◆ EXERCISE OBJECTIVE
Scan the entries below for the string "RwLock" and copy every line where it turns up.

◆ Stored data entries
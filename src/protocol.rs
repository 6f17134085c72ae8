//! Shared protocol constants for the ark framed transport

// Protocol header constants
pub const MAGIC: &[u8; 4] = b"ARK1";
pub const VERSION: u16 = 1;

/// Frame header length: MAGIC (4) | VERSION (2) | TYPE (1) | LENGTH (4)
pub const HEADER_LEN: usize = 11;

// Maximum frame payload size (16MB) - prevents DoS via memory exhaustion
pub const MAX_FRAME_SIZE: usize = 16 * 1024 * 1024;

// Maximum length of the requested-operation string in PUSH_REQ
pub const MAX_REQUEST_LEN: usize = 4096;

/// The one operation a session may request.
pub const PUSH_OPERATION: &str = "push-archive";

// Frame type IDs
pub mod frame {
    // Client -> server: requested operation line (UTF-8)
    pub const PUSH_REQ: u8 = 1;
    // Server -> client: dispatch accepted, stream may begin
    pub const OK: u8 = 2;
    // Server -> client: class u8 | message bytes
    pub const ERROR: u8 = 3;
    // Client -> server: chunk of the tar payload
    pub const TAR_DATA: u8 = 9;
    // Client -> server: payload complete
    pub const TAR_END: u8 = 10;
    // Server -> client: bytes u64 (promoted)
    pub const DONE: u8 = 7;
}

// Centralized timeout constants
pub mod timeouts {
    // Time allowed for the client to send PUSH_REQ after the handshake (ms)
    pub const REQUEST_MS: u64 = 5_000;

    // TLS handshake bound (ms)
    pub const HANDSHAKE_MS: u64 = 10_000;

    // Wait for OK/ERROR after PUSH_REQ; covers a queued lock wait (ms)
    pub const ADMIT_MS: u64 = 60_000;

    // Wait for DONE/ERROR after TAR_END; covers unpack tail and promotion (ms)
    pub const FINISH_MS: u64 = 600_000;

    // Base timeout for writes; absorbs receiver backpressure (ms)
    pub const WRITE_BASE_MS: u64 = 30_000;

    // Additional timeout per MB of data (ms)
    pub const PER_MB_MS: u64 = 100;

    // Connection establishment timeout (ms)
    pub const CONNECT_MS: u64 = 5_000;

    // Calculate write deadline based on payload size (ms)
    // 30s base + 100ms per 1MB payload (ceil)
    pub fn write_deadline_ms(payload_len: usize) -> u64 {
        let mb = (payload_len as u64 + 1_048_575) / 1_048_576;
        WRITE_BASE_MS + mb * PER_MB_MS
    }
}
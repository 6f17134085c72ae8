//! Client registry: identity -> destination routing
//!
//! The manifest is loaded once into an immutable table. Every destination is
//! checked at load time to resolve strictly inside the archive root, so no
//! later lookup can route a push outside the archive tree.

use parking_lot::{Mutex, RwLock};
use serde::Deserialize;
use std::collections::HashMap;
use std::path::{Path, PathBuf};
use std::sync::Arc;

use crate::error::{ArkError, ArkResult};
use crate::protocol_core::{is_strict_descendant, safe_relative};

/// Prefix reserved for staging and quarantine directories.
pub const RESERVED_PREFIX: &str = ".ark-";

/// One routed client.
#[derive(Debug, Clone, PartialEq, Eq)]
pub struct ClientEntry {
    pub identity: String,
    /// Destination relative to the archive root, as written in the manifest.
    pub relative: PathBuf,
    /// Absolute destination (`archive_root.join(relative)`).
    pub destination: PathBuf,
    pub enabled: bool,
    /// Upper bound on the file bytes a single push may carry.
    pub quota_bytes: Option<u64>,
}

#[derive(Debug, Deserialize)]
#[serde(deny_unknown_fields)]
struct ManifestFile {
    #[serde(default, rename = "client")]
    clients: Vec<ManifestRecord>,
}

#[derive(Debug, Deserialize)]
#[serde(deny_unknown_fields)]
struct ManifestRecord {
    identity: String,
    destination: PathBuf,
    #[serde(default = "default_enabled")]
    enabled: bool,
    #[serde(default)]
    quota_bytes: Option<u64>,
}

fn default_enabled() -> bool {
    true
}

/// Immutable identity table.
#[derive(Debug)]
pub struct ClientRegistry {
    archive_root: PathBuf,
    clients: HashMap<String, ClientEntry>,
}

impl ClientRegistry {
    /// Parse and validate a manifest. Any bad record fails the whole load.
    pub fn from_manifest_str(text: &str, archive_root: &Path) -> ArkResult<Self> {
        let parsed: ManifestFile =
            toml::from_str(text).map_err(|e| ArkError::Manifest(format!("parse: {}", e)))?;

        let mut clients: HashMap<String, ClientEntry> = HashMap::new();
        for (idx, rec) in parsed.clients.into_iter().enumerate() {
            let entry = validate_record(idx, rec, archive_root)?;
            if clients.contains_key(&entry.identity) {
                return Err(ArkError::Manifest(format!(
                    "record {}: duplicate identity {:?}",
                    idx, entry.identity
                )));
            }
            for other in clients.values() {
                if entry.relative.starts_with(&other.relative)
                    || other.relative.starts_with(&entry.relative)
                {
                    return Err(ArkError::Manifest(format!(
                        "record {}: destination {:?} overlaps {:?} of {:?}",
                        idx, entry.relative, other.relative, other.identity
                    )));
                }
            }
            clients.insert(entry.identity.clone(), entry);
        }

        Ok(Self {
            archive_root: archive_root.to_path_buf(),
            clients,
        })
    }

    pub fn load(manifest: &Path, archive_root: &Path) -> ArkResult<Self> {
        let text = std::fs::read_to_string(manifest).map_err(|e| {
            ArkError::Manifest(format!("read {}: {}", manifest.display(), e))
        })?;
        Self::from_manifest_str(&text, archive_root)
    }

    /// Look up an identity. Pure; safe for concurrent callers.
    pub fn resolve(&self, identity: &str) -> ArkResult<&ClientEntry> {
        match self.clients.get(identity) {
            None => Err(ArkError::UnknownClient(identity.to_string())),
            Some(entry) if !entry.enabled => Err(ArkError::DisabledClient(identity.to_string())),
            Some(entry) => Ok(entry),
        }
    }

    pub fn archive_root(&self) -> &Path {
        &self.archive_root
    }

    pub fn len(&self) -> usize {
        self.clients.len()
    }

    pub fn is_empty(&self) -> bool {
        self.clients.is_empty()
    }

    /// Entries sorted by identity.
    pub fn entries(&self) -> Vec<&ClientEntry> {
        let mut v: Vec<_> = self.clients.values().collect();
        v.sort_by(|a, b| a.identity.cmp(&b.identity));
        v
    }
}

fn validate_record(idx: usize, rec: ManifestRecord, archive_root: &Path) -> ArkResult<ClientEntry> {
    let identity = rec.identity.trim();
    if identity.is_empty() {
        return Err(ArkError::Manifest(format!("record {}: empty identity", idx)));
    }
    if identity != rec.identity || identity.chars().any(|c| c.is_control() || c.is_whitespace()) {
        return Err(ArkError::Manifest(format!(
            "record {}: identity {:?} contains whitespace or control characters",
            idx, rec.identity
        )));
    }

    let relative = safe_relative(&rec.destination).map_err(|e| {
        ArkError::Manifest(format!(
            "record {} ({}): destination {:?}: {}",
            idx, identity, rec.destination, e
        ))
    })?;
    for comp in relative.iter() {
        if comp.to_string_lossy().starts_with(RESERVED_PREFIX) {
            return Err(ArkError::Manifest(format!(
                "record {} ({}): destination uses reserved prefix {:?}",
                idx, identity, RESERVED_PREFIX
            )));
        }
    }

    let destination = archive_root.join(&relative);
    if !is_strict_descendant(archive_root, &destination) {
        return Err(ArkError::Manifest(format!(
            "record {} ({}): destination escapes archive root",
            idx, identity
        )));
    }

    Ok(ClientEntry {
        identity: identity.to_string(),
        relative,
        destination,
        enabled: rec.enabled,
        quota_bytes: rec.quota_bytes,
    })
}

/// Shared, swappable view of the registry.
///
/// Readers grab an `Arc` snapshot; `reload` builds a complete new table off
/// to the side and swaps the pointer, serialized by its own lock.
pub struct RegistryHandle {
    current: RwLock<Arc<ClientRegistry>>,
    reload_lock: Mutex<()>,
    manifest: Option<PathBuf>,
}

impl RegistryHandle {
    pub fn new(registry: ClientRegistry) -> Self {
        Self {
            current: RwLock::new(Arc::new(registry)),
            reload_lock: Mutex::new(()),
            manifest: None,
        }
    }

    pub fn from_manifest(manifest: &Path, archive_root: &Path) -> ArkResult<Self> {
        let registry = ClientRegistry::load(manifest, archive_root)?;
        Ok(Self {
            current: RwLock::new(Arc::new(registry)),
            reload_lock: Mutex::new(()),
            manifest: Some(manifest.to_path_buf()),
        })
    }

    pub fn snapshot(&self) -> Arc<ClientRegistry> {
        self.current.read().clone()
    }

    /// Re-read the manifest. On error the previous table stays in place.
    pub fn reload(&self) -> ArkResult<usize> {
        let _serialized = self.reload_lock.lock();
        let manifest = self
            .manifest
            .as_deref()
            .ok_or_else(|| ArkError::Manifest("registry was not loaded from a file".into()))?;
        let root = self.snapshot().archive_root().to_path_buf();
        let fresh = Arc::new(ClientRegistry::load(manifest, &root)?);
        let count = fresh.len();
        *self.current.write() = fresh;
        Ok(count)
    }
}
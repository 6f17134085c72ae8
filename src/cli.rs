//! Shared CLI helpers and small reusable Clap fragments

use anyhow::Result;
use clap::Parser;
use std::path::PathBuf;
use tracing_subscriber::EnvFilter;

use crate::audit::AuditFormat;
use crate::config::{ArkConfig, BackpressureMode};

/// Daemon options shared by `arkd serve`, `forced-command` and
/// `check-manifest`. Every flag overrides the config file.
#[derive(Clone, Debug, Default, Parser)]
pub struct DaemonOpts {
    /// Config file (TOML)
    #[arg(long, short = 'c')]
    pub config: Option<PathBuf>,

    /// Bind address (host:port)
    #[arg(long)]
    pub bind: Option<String>,

    /// Archive root every destination lives under
    #[arg(long)]
    pub archive_root: Option<PathBuf>,

    /// Client manifest (TOML)
    #[arg(long)]
    pub manifest: Option<PathBuf>,

    /// Audit log file
    #[arg(long)]
    pub audit_log: Option<PathBuf>,

    /// Audit line format: kv or json
    #[arg(long)]
    pub audit_format: Option<AuditFormat>,

    /// What to do when a destination is busy
    #[arg(long, value_enum)]
    pub backpressure: Option<BackpressureMode>,

    /// Waiters allowed per destination in queue mode
    #[arg(long)]
    pub queue_depth: Option<usize>,
}

impl DaemonOpts {
    /// Load the config file (or defaults) and apply flag overrides.
    pub fn resolve(&self) -> Result<ArkConfig> {
        let mut cfg = match &self.config {
            Some(path) => ArkConfig::load(path)?,
            None => ArkConfig::default(),
        };
        if let Some(v) = &self.bind {
            cfg.bind = v.clone();
        }
        if let Some(v) = &self.archive_root {
            cfg.archive_root = v.clone();
        }
        if let Some(v) = &self.manifest {
            cfg.manifest = v.clone();
        }
        if let Some(v) = &self.audit_log {
            cfg.audit_log = v.clone();
        }
        if let Some(v) = self.audit_format {
            cfg.audit_format = v;
        }
        if let Some(v) = self.backpressure {
            cfg.backpressure = v;
        }
        if let Some(v) = self.queue_depth {
            cfg.queue_depth = v;
        }
        Ok(cfg)
    }
}

/// Install the tracing subscriber. `RUST_LOG` wins over `verbose`.
pub fn init_tracing(verbose: bool) {
    let filter = EnvFilter::try_from_default_env()
        .unwrap_or_else(|_| EnvFilter::new(if verbose { "debug" } else { "info" }));
    // Logs go to stderr: stdout carries the forced-command status line
    let _ = tracing_subscriber::fmt()
        .with_env_filter(filter)
        .with_writer(std::io::stderr)
        .try_init();
}

#[cfg(test)]
mod tests {
    use super::*;

    #[test]
    fn test_flags_override_config_file() {
        let dir = tempfile::tempdir().unwrap();
        let path = dir.path().join("arkd.toml");
        std::fs::write(&path, "archive_root = \"/from/file\"\nqueue_depth = 9\n").unwrap();

        let opts = DaemonOpts::parse_from([
            "arkd",
            "--config",
            path.to_str().unwrap(),
            "--archive-root",
            "/from/flag",
            "--backpressure",
            "queue",
        ]);
        let cfg = opts.resolve().unwrap();
        assert_eq!(cfg.archive_root, PathBuf::from("/from/flag"));
        assert_eq!(cfg.backpressure, BackpressureMode::Queue);
        assert_eq!(cfg.queue_depth, 9);
    }
}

◆ OUTPUT FOR THIS TASK
use parking_lot::{Mutex, RwLock};
    current: RwLock<Arc<ClientRegistry>>,
            current: RwLock::new(Arc::new(registry)),
            current: RwLock::new(Arc::new(registry)),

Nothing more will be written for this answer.